» **Records**:
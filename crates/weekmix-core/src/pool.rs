//! Candidate pools and the draw/sample primitives the allocator is built on.
//!
//! A [`Pool`] is a value: drawing from it never mutates the pool itself but
//! hands back a reduced copy, so every allocation pass works on private
//! snapshots of the configured pools.

use std::collections::HashSet;

use rand::Rng;
use serde::{Deserialize, Serialize};
use thiserror::Error;

/// Raised when a draw or sample is attempted on a pool with no candidates.
#[derive(Debug, Clone, Copy, PartialEq, Eq, Error)]
#[error("attempted to draw from an empty pool")]
pub struct EmptyPoolError;

/// Supplies the indices used by draws and samples.
pub trait IndexSource {
    /// Returns an index in `0..len`. Callers never pass a zero `len`.
    fn next_index(&mut self, len: usize) -> usize;
}

/// Uniform index source backed by any `rand` generator.
#[derive(Debug, Clone)]
pub struct RngSource<R> {
    rng: R,
}

impl<R: Rng> RngSource<R> {
    pub fn new(rng: R) -> Self {
        Self { rng }
    }

    pub fn into_inner(self) -> R {
        self.rng
    }
}

impl<R: Rng> IndexSource for RngSource<R> {
    fn next_index(&mut self, len: usize) -> usize {
        self.rng.random_range(0..len)
    }
}

/// Replays a fixed cycle of indices, reduced modulo the pool length.
///
/// Used to force specific draw orders, e.g. to reproduce a rejected pair on
/// every attempt.
#[derive(Debug, Clone, Default)]
pub struct ScriptedSource {
    script: Vec<usize>,
    cursor: usize,
}

impl ScriptedSource {
    pub fn new(script: impl Into<Vec<usize>>) -> Self {
        Self {
            script: script.into(),
            cursor: 0,
        }
    }

    /// Number of indices handed out so far.
    pub fn consumed(&self) -> usize {
        self.cursor
    }
}

impl IndexSource for ScriptedSource {
    fn next_index(&mut self, len: usize) -> usize {
        if self.script.is_empty() {
            return 0;
        }
        let raw = self.script[self.cursor % self.script.len()];
        self.cursor += 1;
        raw % len
    }
}

/// Ordered multiset of candidate values. Duplicates are distinct slots.
#[derive(Debug, Clone, Default, PartialEq, Eq, Serialize, Deserialize)]
#[serde(transparent)]
pub struct Pool {
    values: Vec<String>,
}

impl Pool {
    pub fn new<I, S>(values: I) -> Self
    where
        I: IntoIterator<Item = S>,
        S: Into<String>,
    {
        Self {
            values: values.into_iter().map(Into::into).collect(),
        }
    }

    pub fn len(&self) -> usize {
        self.values.len()
    }

    pub fn is_empty(&self) -> bool {
        self.values.is_empty()
    }

    pub fn values(&self) -> &[String] {
        &self.values
    }

    pub fn contains(&self, value: &str) -> bool {
        self.values.iter().any(|candidate| candidate == value)
    }

    /// Removes one uniformly chosen slot, returning it with the reduced pool.
    pub fn draw_one(&self, source: &mut dyn IndexSource) -> Result<(String, Pool), EmptyPoolError> {
        if self.values.is_empty() {
            return Err(EmptyPoolError);
        }
        let index = source.next_index(self.values.len()) % self.values.len();
        let mut remaining = self.values.clone();
        let selected = remaining.remove(index);
        Ok((selected, Pool { values: remaining }))
    }

    /// Draws `count` values without replacement, in draw order.
    pub fn draw_many(
        &self,
        count: usize,
        source: &mut dyn IndexSource,
    ) -> Result<(Vec<String>, Pool), EmptyPoolError> {
        let mut drawn = Vec::with_capacity(count);
        let mut remaining = self.clone();
        for _ in 0..count {
            let (value, rest) = remaining.draw_one(source)?;
            drawn.push(value);
            remaining = rest;
        }
        Ok((drawn, remaining))
    }

    /// Picks one value with replacement.
    pub fn sample_one(&self, source: &mut dyn IndexSource) -> Result<String, EmptyPoolError> {
        if self.values.is_empty() {
            return Err(EmptyPoolError);
        }
        let index = source.next_index(self.values.len()) % self.values.len();
        Ok(self.values[index].clone())
    }

    /// Copy of the pool with every slot holding one of `excluded` removed.
    pub fn without<'a, I>(&self, excluded: I) -> Pool
    where
        I: IntoIterator<Item = &'a str>,
    {
        let excluded: HashSet<&str> = excluded.into_iter().collect();
        Pool {
            values: self
                .values
                .iter()
                .filter(|value| !excluded.contains(value.as_str()))
                .cloned()
                .collect(),
        }
    }
}

impl From<Vec<String>> for Pool {
    fn from(values: Vec<String>) -> Self {
        Self { values }
    }
}

impl<S: Into<String>> FromIterator<S> for Pool {
    fn from_iter<T: IntoIterator<Item = S>>(iter: T) -> Self {
        Pool::new(iter)
    }
}

#[cfg(test)]
mod tests {
    use super::*;
    use rand::SeedableRng;
    use rand::rngs::StdRng;

    fn letters() -> Pool {
        Pool::new(["a", "b", "c", "d"])
    }

    #[test]
    fn draw_one_removes_only_the_selected_slot() {
        let pool = letters();
        let mut source = ScriptedSource::new([1]);
        let (selected, remaining) = pool.draw_one(&mut source).unwrap();

        assert_eq!(selected, "b");
        assert_eq!(remaining.values(), ["a", "c", "d"]);
        // Source pool is untouched.
        assert_eq!(pool.len(), 4);
    }

    #[test]
    fn draw_one_on_empty_pool_fails() {
        let mut source = ScriptedSource::new([0]);
        assert_eq!(Pool::default().draw_one(&mut source), Err(EmptyPoolError));
    }

    #[test]
    fn sample_one_on_empty_pool_fails() {
        let mut source = ScriptedSource::new([0]);
        assert_eq!(Pool::default().sample_one(&mut source), Err(EmptyPoolError));
    }

    #[test]
    fn duplicates_are_distinct_slots() {
        let pool = Pool::new(["x", "x", "y"]);
        let mut source = ScriptedSource::new([0, 0]);
        let (drawn, remaining) = pool.draw_many(2, &mut source).unwrap();

        assert_eq!(drawn, vec!["x", "x"]);
        assert_eq!(remaining.values(), ["y"]);
    }

    #[test]
    fn draw_many_past_the_end_reports_empty_pool() {
        let mut source = ScriptedSource::new([0]);
        assert_eq!(
            Pool::new(["only"]).draw_many(2, &mut source),
            Err(EmptyPoolError)
        );
    }

    #[test]
    fn draw_many_yields_distinct_values_under_random_source() {
        let pool = Pool::new(["a", "b", "c", "d", "e"]);
        let mut source = RngSource::new(StdRng::seed_from_u64(7));
        for _ in 0..200 {
            let (drawn, remaining) = pool.draw_many(5, &mut source).unwrap();
            let unique: HashSet<_> = drawn.iter().collect();
            assert_eq!(unique.len(), 5);
            assert!(remaining.is_empty());
        }
    }

    #[test]
    fn sample_one_keeps_the_pool_intact() {
        let pool = letters();
        let mut source = ScriptedSource::new([3, 3]);
        assert_eq!(pool.sample_one(&mut source).unwrap(), "d");
        assert_eq!(pool.sample_one(&mut source).unwrap(), "d");
        assert_eq!(pool.len(), 4);
    }

    #[test]
    fn scripted_source_wraps_indices_and_cycles() {
        let mut source = ScriptedSource::new([5, 1]);
        assert_eq!(source.next_index(3), 2);
        assert_eq!(source.next_index(3), 1);
        assert_eq!(source.next_index(4), 1);
        assert_eq!(source.consumed(), 3);
    }

    #[test]
    fn without_filters_every_matching_slot() {
        let pool = Pool::new(["s1", "s2", "c1", "s1"]);
        let filtered = pool.without(["s1"]);
        assert_eq!(filtered.values(), ["s2", "c1"]);
    }
}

» **Directions for this task**:
All lines from the one containing "for _ in 0..200" to the end of the data above are to be set down exactly; no others belong in the answer.

» **Output**:
        for _ in 0..200 {
            let (drawn, remaining) = pool.draw_many(5, &mut source).unwrap();
            let unique: HashSet<_> = drawn.iter().collect();
            assert_eq!(unique.len(), 5);
            assert!(remaining.is_empty());
        }
    }

    #[test]
    fn sample_one_keeps_the_pool_intact() {
        let pool = letters();
        let mut source = ScriptedSource::new([3, 3]);
        assert_eq!(pool.sample_one(&mut source).unwrap(), "d");
        assert_eq!(pool.sample_one(&mut source).unwrap(), "d");
        assert_eq!(pool.len(), 4);
    }

    #[test]
    fn scripted_source_wraps_indices_and_cycles() {
        let mut source = ScriptedSource::new([5, 1]);
        assert_eq!(source.next_index(3), 2);
        assert_eq!(source.next_index(3), 1);
        assert_eq!(source.next_index(4), 1);
        assert_eq!(source.consumed(), 3);
    }

    #[test]
    fn without_filters_every_matching_slot() {
        let pool = Pool::new(["s1", "s2", "c1", "s1"]);
        let filtered = pool.without(["s1"]);
        assert_eq!(filtered.values(), ["s2", "c1"]);
    }
}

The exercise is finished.